+++ Material for this exercise

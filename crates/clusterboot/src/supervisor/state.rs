use strum::{Display, EnumString};

/// Process state names reported by `supervisor.getProcessInfo`.
#[derive(Debug, Clone, Copy, PartialEq, Eq, Hash, EnumString, Display)]
#[strum(serialize_all = "SCREAMING_SNAKE_CASE")]
pub enum ProcessState {
    /// Stopped on request, or never started.
    Stopped,
    /// Start requested; not yet past its start window.
    Starting,
    /// Running.
    Running,
    /// Exited too quickly and is waiting to be retried.
    Backoff,
    /// Stop requested; not yet exited.
    Stopping,
    /// Exited after running.
    Exited,
    /// Gave up after exhausting its start retries.
    Fatal,
    /// Any state name this client does not recognise.
    Unknown,
}

impl ProcessState {
    /// Maps a `statename` field onto a known state; unrecognised names are
    /// treated as [`ProcessState::Unknown`].
    #[must_use]
    pub fn from_state_name(name: &str) -> Self {
        name.parse().unwrap_or(Self::Unknown)
    }

    /// Whether the process is still starting or running.
    #[must_use]
    pub const fn is_active(self) -> bool {
        matches!(self, Self::Starting | Self::Running)
    }
}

++++++

- **Assignment**:
For every line in the material, write out an exact copy.

- **Solved exercise**:
filename crates/clusterboot/src/supervisor/state.rs
use strum::{Display, EnumString};

/// Process state names reported by `supervisor.getProcessInfo`.
#[derive(Debug, Clone, Copy, PartialEq, Eq, Hash, EnumString, Display)]
#[strum(serialize_all = "SCREAMING_SNAKE_CASE")]
pub enum ProcessState {
    /// Stopped on request, or never started.
    Stopped,
    /// Start requested; not yet past its start window.
    Starting,
    /// Running.
    Running,
    /// Exited too quickly and is waiting to be retried.
    Backoff,
    /// Stop requested; not yet exited.
    Stopping,
    /// Exited after running.
    Exited,
    /// Gave up after exhausting its start retries.
    Fatal,
    /// Any state name this client does not recognise.
    Unknown,
}

impl ProcessState {
    /// Maps a `statename` field onto a known state; unrecognised names are
    /// treated as [`ProcessState::Unknown`].
    #[must_use]
    pub fn from_state_name(name: &str) -> Self {
        name.parse().unwrap_or(Self::Unknown)
    }

    /// Whether the process is still starting or running.
    #[must_use]
    pub const fn is_active(self) -> bool {
        matches!(self, Self::Starting | Self::Running)
    }
}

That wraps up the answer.